Rewrite crop cuda kernel

erictzeng · erictzeng · commit 33f861229703 · 2017-04-18T18:24:25.000-07:00
diff --git a/include/caffe/layers/crop_layer.hpp b/include/caffe/layers/crop_layer.hpp
@@ -41,13 +41,15 @@ class CropLayer : public Layer<Dtype> {
   virtual void Backward_gpu(const vector<Blob<Dtype>*>& top,
       const vector<bool>& propagate_down, const vector<Blob<Dtype>*>& bottom);
 
-  vector<int> offsets;
+  Blob<int> offsets;
+  Blob<int> src_strides_;
+  Blob<int> dest_strides_;
 
  private:
   // Recursive copy function.
   void crop_copy(const vector<Blob<Dtype>*>& bottom,
                const vector<Blob<Dtype>*>& top,
-               const vector<int>& offsets,
+               const int* offsets,
                vector<int> indices,
                int cur_dim,
                const Dtype* src_data,
diff --git a/src/caffe/layers/crop_layer.cpp b/src/caffe/layers/crop_layer.cpp
@@ -40,8 +40,10 @@ void CropLayer<Dtype>::Reshape(const vector<Blob<Dtype>*>& bottom,
   const int start_axis = bottom[0]->CanonicalAxisIndex(param.axis());
 
   // Initialize offsets to 0 and the new shape to the current shape of the data.

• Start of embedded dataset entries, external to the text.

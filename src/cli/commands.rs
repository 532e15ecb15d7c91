use anyhow::{Result, Context};
use std::path::PathBuf;
use std::sync::Arc;
use tracing::{info, warn};

use crate::browser::session::WebDriverRenderer;
use crate::cli::config::HarvestConfig;
use crate::cli::ConfigSource;
use crate::crawler::controller::HarvestController;
use crate::crawler::extractor::LinkExtractor;
use crate::crawler::filename::derive_filename;
use crate::crawler::task::{DownloadOutcome, DownloadTask};
use crate::storage::download::{Downloader, Fetcher};
use crate::storage::markup::MarkupStore;

/// Command line overrides for a run
#[derive(Debug, Default)]
pub struct RunOverrides {
    pub start: Option<u32>,
    pub end: Option<u32>,
    pub workers: Option<usize>,
    pub output: Option<PathBuf>,
}

impl RunOverrides {
    fn apply(self, config: &mut HarvestConfig) {
        if let Some(start) = self.start {
            config.crawl.start_page = start;
        }
        if let Some(end) = self.end {
            config.crawl.end_page = end;
        }
        if let Some(workers) = self.workers {
            config.download.workers = workers;
        }
        if let Some(output) = self.output {
            config.download.output_dir = output;
        }
    }
}

fn load_config(source: &ConfigSource) -> Result<HarvestConfig> {
    HarvestConfig::resolve(source.config.as_deref(), source.profile.as_deref())
}

/// Run the full render, extract and download pipeline
pub async fn run(source: ConfigSource, overrides: RunOverrides) -> Result<()> {
    let mut config = load_config(&source)?;
    overrides.apply(&mut config);
    config.validate()?;

    info!(
        "Pages {}..{}, {} workers, saving to {}",
        config.crawl.start_page,
        config.crawl.end_page,
        config.download.workers,
        config.download.output_dir.display()
    );

    let renderer = WebDriverRenderer::new(config.browser.clone());
    let downloader = Arc::new(Downloader::new(config.download.user_agent.as_deref())?);

    let controller = HarvestController::new(config, renderer, downloader);
    controller.run().await?;

    Ok(())
}

/// Print the links in the markup store together with their target filenames
pub async fn extract(source: ConfigSource, json: bool) -> Result<()> {
    let config = load_config(&source)?;
    let store = MarkupStore::new(&config.storage.markup_store);

    let markup = store.read().await
        .context("Could not read the markup store")?;
    let urls = LinkExtractor::default().extract_links(&markup);

    if json {
        let entries: Vec<serde_json::Value> = urls.iter()
            .map(|url| serde_json::json!({ "url": url, "filename": derive_filename(url) }))
            .collect();
        println!("{}", serde_json::to_string_pretty(&entries)?);
    } else {
        for url in &urls {
            println!("{}\t{}", derive_filename(url), url);
        }
    }

    info!("Extracted {} document URLs.", urls.len());
    Ok(())
}

/// Download one URL with the configured downloader
pub async fn fetch(url: String, source: ConfigSource, output: Option<PathBuf>) -> Result<()> {
    let config = load_config(&source)?;
    let output_dir = output.unwrap_or(config.download.output_dir);

    let downloader = Downloader::new(config.download.user_agent.as_deref())?;
    let task = DownloadTask::new(url, &output_dir);

    match downloader.fetch(&task).await
        .context(format!("Download error for {}", task.url))?
    {
        DownloadOutcome::Downloaded { path, bytes } => {
            println!("Saved {} ({} bytes)", path.display(), bytes);
        }
        DownloadOutcome::Skipped { path } => {
            println!("Already present: {}", path.display());
        }
    }

    Ok(())
}

/// List all available configuration profiles
pub fn list_profiles() -> Result<()> {
    let profiles = HarvestConfig::list_profiles()?;

    println!("Available configuration profiles:");
    for profile in profiles {
        println!("  - {}", profile);
    }

    Ok(())
}

/// Manage a specific configuration profile
pub fn manage_profile(profile_name: String) -> Result<()> {
    match HarvestConfig::load_profile(&profile_name) {
        Ok(config) => {
            println!("Profile: {}", profile_name);
            println!("{}", serde_yaml::to_string(&config)?);
        },
        Err(_) => {
            warn!("Profile '{}' does not exist. Creating a default profile.", profile_name);
            let config = HarvestConfig::default();
            config.save_as_profile(&profile_name)?;
            println!("Created default profile: {}", profile_name);
        }
    }

    Ok(())
}

/// Show the current configuration
pub fn show_config(source: ConfigSource) -> Result<()> {
    let config = load_config(&source)?;
    println!("Current configuration:");
    println!("{}", serde_yaml::to_string(&config)?);

    Ok(())
}

#[cfg(test)]
mod tests {
    use super::*;

    #[test]
    fn test_overrides_replace_only_given_fields() {
        let mut config = HarvestConfig::default();
        RunOverrides {
            start: None,
            end: Some(40),
            workers: Some(5),
            output: None,
        }.apply(&mut config);

        assert_eq!(config.crawl.start_page, 0);
        assert_eq!(config.crawl.end_page, 40);
        assert_eq!(config.download.workers, 5);
        assert_eq!(config.download.output_dir, PathBuf::from("PDFs"));
    }

    #[tokio::test]
    async fn test_extract_reads_store_from_config_file() {
        let dir = tempfile::tempdir().unwrap();
        let store_path = dir.path().join("listing.html");
        std::fs::write(
            &store_path,
            r#"<option value="https://bio-rad-sds.thewercs.com/DirectDocumentDownloader/Document?prd=A~~B">A</option>"#,
        ).unwrap();

        let mut config = HarvestConfig::default();
        config.storage.markup_store = store_path;
        let config_path = dir.path().join("harvest.yaml");
        config.save_to_file(&config_path).unwrap();

        let source = ConfigSource { config: Some(config_path), profile: None };
        assert!(extract(source, true).await.is_ok());
    }

    #[test]
    fn test_show_config_uses_given_file() {
        let dir = tempfile::tempdir().unwrap();
        let config_path = dir.path().join("harvest.yaml");

        let mut config = HarvestConfig::default();
        config.download.workers = 7;
        config.save_to_file(&config_path).unwrap();
        let source = ConfigSource { config: Some(config_path.clone()), profile: None };
        assert!(show_config(source).is_ok());

        // Rejected by validation, so the file rather than the default profile was loaded
        config.download.workers = 0;
        config.save_to_file(&config_path).unwrap();
        let source = ConfigSource { config: Some(config_path), profile: None };
        assert!(show_config(source).is_err());
    }

    #[tokio::test]
    async fn test_extract_without_store_fails() {
        let dir = tempfile::tempdir().unwrap();
        let mut config = HarvestConfig::default();
        config.storage.markup_store = dir.path().join("missing.html");
        let config_path = dir.path().join("harvest.yaml");
        config.save_to_file(&config_path).unwrap();

        let source = ConfigSource { config: Some(config_path), profile: None };
        assert!(extract(source, false).await.is_err());
    }
}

-  offsets = vector<int>(input_dim, 0);
   vector<int> new_shape(bottom[0]->shape());
+  vector<int> offsets_shape(1, input_dim);
+  offsets.Reshape(offsets_shape);
+  int* offset_data = offsets.mutable_cpu_data();
 
   // Determine crop offsets and the new shape post-crop.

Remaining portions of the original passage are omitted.